EXERCISE DETAILS: Reproduce the records below in their entirety, character for character.

☆ ☆ ☆ ☆

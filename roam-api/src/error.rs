use axum::{
    http::StatusCode,
    response::{IntoResponse, Response},
    Json,
};
use roam_booking::ReservationError;
use roam_core::gateway::GatewayError;
use roam_core::repository::StoreError;
use roam_payments::orchestrator::OrchestratorError;
use roam_payments::ReconcileError;
use serde_json::json;

#[derive(Debug)]
pub enum ApiError {
    AuthenticationError(String),
    AuthorizationError(String),
    ValidationError(String),
    NotFoundError(String),
    ConflictError { message: String, conflicting_start: String, conflicting_end: String },
    UnavailableError(String),
    ProviderRejected(String),
    ProviderTimeout(String),
    ProviderUnavailable(String),
    InvalidSignature,
    InternalServerError(String),
    Anyhow(anyhow::Error),
}

impl IntoResponse for ApiError {
    fn into_response(self) -> Response {
        let (status, body) = match self {
            ApiError::AuthenticationError(msg) => {
                (StatusCode::UNAUTHORIZED, json!({ "error": msg }))
            }
            ApiError::AuthorizationError(msg) => (StatusCode::FORBIDDEN, json!({ "error": msg })),
            ApiError::ValidationError(msg) => (StatusCode::BAD_REQUEST, json!({ "error": msg })),
            ApiError::NotFoundError(msg) => (StatusCode::NOT_FOUND, json!({ "error": msg })),
            ApiError::ConflictError { message, conflicting_start, conflicting_end } => (
                StatusCode::CONFLICT,
                json!({
                    "error": message,
                    "conflicting_start": conflicting_start,
                    "conflicting_end": conflicting_end,
                }),
            ),
            ApiError::UnavailableError(msg) => {
                (StatusCode::UNPROCESSABLE_ENTITY, json!({ "error": msg }))
            }
            ApiError::ProviderRejected(msg) => {
                (StatusCode::PAYMENT_REQUIRED, json!({ "error": msg }))
            }
            ApiError::ProviderTimeout(msg) => {
                (StatusCode::GATEWAY_TIMEOUT, json!({ "error": msg, "retryable": true }))
            }
            ApiError::ProviderUnavailable(msg) => {
                (StatusCode::BAD_GATEWAY, json!({ "error": msg, "retryable": true }))
            }
            ApiError::InvalidSignature => {
                (StatusCode::BAD_REQUEST, json!({ "error": "invalid signature" }))
            }
            ApiError::InternalServerError(msg) => {
                tracing::error!("Internal Server Error: {}", msg);
                (StatusCode::INTERNAL_SERVER_ERROR, json!({ "error": "Internal Server Error" }))
            }
            ApiError::Anyhow(err) => {
                tracing::error!("Internal Server Error: {}", err);
                (StatusCode::INTERNAL_SERVER_ERROR, json!({ "error": "Internal Server Error" }))
            }
        };

        (status, Json(body)).into_response()
    }
}

impl From<ReservationError> for ApiError {
    fn from(err: ReservationError) -> Self {
        match err {
            ReservationError::Validation(msg) => ApiError::ValidationError(msg),
            ReservationError::Conflict { existing } => ApiError::ConflictError {
                message: format!("requested dates conflict with existing booking {}", existing),
                conflicting_start: existing.start.to_string(),
                conflicting_end: existing.end.to_string(),
            },
            ReservationError::NotFound => ApiError::NotFoundError("booking or vehicle not found".into()),
            ReservationError::Unavailable => ApiError::UnavailableError("vehicle is delisted".into()),
            ReservationError::Forbidden => {
                ApiError::AuthorizationError("caller may not act on this booking".into())
            }
            ReservationError::Store(e) => ApiError::InternalServerError(e.to_string()),
        }
    }
}

impl From<GatewayError> for ApiError {
    fn from(err: GatewayError) -> Self {
        match err {
            GatewayError::ProviderUnavailable(msg) => ApiError::ProviderUnavailable(msg),
            GatewayError::ProviderRejected(msg) => ApiError::ProviderRejected(msg),
            GatewayError::ProviderTimeout(msg) => ApiError::ProviderTimeout(msg),
            GatewayError::InvalidSignature => ApiError::InvalidSignature,
        }
    }
}

impl From<OrchestratorError> for ApiError {
    fn from(err: OrchestratorError) -> Self {
        match err {
            OrchestratorError::UnknownProvider(p) => {
                ApiError::ValidationError(format!("unknown payment provider {}", p))
            }
            OrchestratorError::Gateway(e) => e.into(),
            OrchestratorError::Store(e) => ApiError::InternalServerError(e.to_string()),
        }
    }
}

impl From<ReconcileError> for ApiError {
    fn from(err: ReconcileError) -> Self {
        match err {
            ReconcileError::UnknownProvider(p) => {
                ApiError::NotFoundError(format!("unknown payment provider {}", p))
            }
            ReconcileError::InvalidSignature => ApiError::InvalidSignature,
            ReconcileError::Verification(e) => e.into(),
            ReconcileError::Store(e) => ApiError::InternalServerError(e.to_string()),
        }
    }
}

impl From<StoreError> for ApiError {
    fn from(err: StoreError) -> Self {
        match err {
            StoreError::NotFound => ApiError::NotFoundError("not found".into()),
            other => ApiError::InternalServerError(other.to_string()),
        }
    }
}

☆ ☆ ☆ ☆

ANSWER TO THE EXERCISE:
filename roam-api/src/error.rs
use axum::{
    http::StatusCode,
    response::{IntoResponse, Response},
    Json,
};
use roam_booking::ReservationError;
use roam_core::gateway::GatewayError;
use roam_core::repository::StoreError;
use roam_payments::orchestrator::OrchestratorError;
use roam_payments::ReconcileError;
use serde_json::json;

#[derive(Debug)]
pub enum ApiError {
    AuthenticationError(String),
    AuthorizationError(String),
    ValidationError(String),
    NotFoundError(String),
    ConflictError { message: String, conflicting_start: String, conflicting_end: String },
    UnavailableError(String),
    ProviderRejected(String),
    ProviderTimeout(String),
    ProviderUnavailable(String),
    InvalidSignature,
    InternalServerError(String),
    Anyhow(anyhow::Error),
}

impl IntoResponse for ApiError {
    fn into_response(self) -> Response {
        let (status, body) = match self {
            ApiError::AuthenticationError(msg) => {
                (StatusCode::UNAUTHORIZED, json!({ "error": msg }))
            }
            ApiError::AuthorizationError(msg) => (StatusCode::FORBIDDEN, json!({ "error": msg })),
            ApiError::ValidationError(msg) => (StatusCode::BAD_REQUEST, json!({ "error": msg })),
            ApiError::NotFoundError(msg) => (StatusCode::NOT_FOUND, json!({ "error": msg })),
            ApiError::ConflictError { message, conflicting_start, conflicting_end } => (
                StatusCode::CONFLICT,
                json!({
                    "error": message,
                    "conflicting_start": conflicting_start,
                    "conflicting_end": conflicting_end,
                }),
            ),
            ApiError::UnavailableError(msg) => {
                (StatusCode::UNPROCESSABLE_ENTITY, json!({ "error": msg }))
            }
            ApiError::ProviderRejected(msg) => {
                (StatusCode::PAYMENT_REQUIRED, json!({ "error": msg }))
            }
            ApiError::ProviderTimeout(msg) => {
                (StatusCode::GATEWAY_TIMEOUT, json!({ "error": msg, "retryable": true }))
            }
            ApiError::ProviderUnavailable(msg) => {
                (StatusCode::BAD_GATEWAY, json!({ "error": msg, "retryable": true }))
            }
            ApiError::InvalidSignature => {
                (StatusCode::BAD_REQUEST, json!({ "error": "invalid signature" }))
            }
            ApiError::InternalServerError(msg) => {
                tracing::error!("Internal Server Error: {}", msg);
                (StatusCode::INTERNAL_SERVER_ERROR, json!({ "error": "Internal Server Error" }))
            }
            ApiError::Anyhow(err) => {
                tracing::error!("Internal Server Error: {}", err);
                (StatusCode::INTERNAL_SERVER_ERROR, json!({ "error": "Internal Server Error" }))
            }
        };

        (status, Json(body)).into_response()
    }
}

impl From<ReservationError> for ApiError {
    fn from(err: ReservationError) -> Self {
        match err {
            ReservationError::Validation(msg) => ApiError::ValidationError(msg),
            ReservationError::Conflict { existing } => ApiError::ConflictError {
                message: format!("requested dates conflict with existing booking {}", existing),
                conflicting_start: existing.start.to_string(),
                conflicting_end: existing.end.to_string(),
            },
            ReservationError::NotFound => ApiError::NotFoundError("booking or vehicle not found".into()),
            ReservationError::Unavailable => ApiError::UnavailableError("vehicle is delisted".into()),
            ReservationError::Forbidden => {
                ApiError::AuthorizationError("caller may not act on this booking".into())
            }
            ReservationError::Store(e) => ApiError::InternalServerError(e.to_string()),
        }
    }
}

impl From<GatewayError> for ApiError {
    fn from(err: GatewayError) -> Self {
        match err {
            GatewayError::ProviderUnavailable(msg) => ApiError::ProviderUnavailable(msg),
            GatewayError::ProviderRejected(msg) => ApiError::ProviderRejected(msg),
            GatewayError::ProviderTimeout(msg) => ApiError::ProviderTimeout(msg),
            GatewayError::InvalidSignature => ApiError::InvalidSignature,
        }
    }
}

impl From<OrchestratorError> for ApiError {
    fn from(err: OrchestratorError) -> Self {
        match err {
            OrchestratorError::UnknownProvider(p) => {
                ApiError::ValidationError(format!("unknown payment provider {}", p))
            }
            OrchestratorError::Gateway(e) => e.into(),
            OrchestratorError::Store(e) => ApiError::InternalServerError(e.to_string()),
        }
    }
}

impl From<ReconcileError> for ApiError {
    fn from(err: ReconcileError) -> Self {
        match err {
            ReconcileError::UnknownProvider(p) => {
                ApiError::NotFoundError(format!("unknown payment provider {}", p))
            }
            ReconcileError::InvalidSignature => ApiError::InvalidSignature,
            ReconcileError::Verification(e) => e.into(),
            ReconcileError::Store(e) => ApiError::InternalServerError(e.to_string()),
        }
    }
}

impl From<StoreError> for ApiError {
    fn from(err: StoreError) -> Self {
        match err {
            StoreError::NotFound => ApiError::NotFoundError("not found".into()),
            other => ApiError::InternalServerError(other.to_string()),
        }
    }
}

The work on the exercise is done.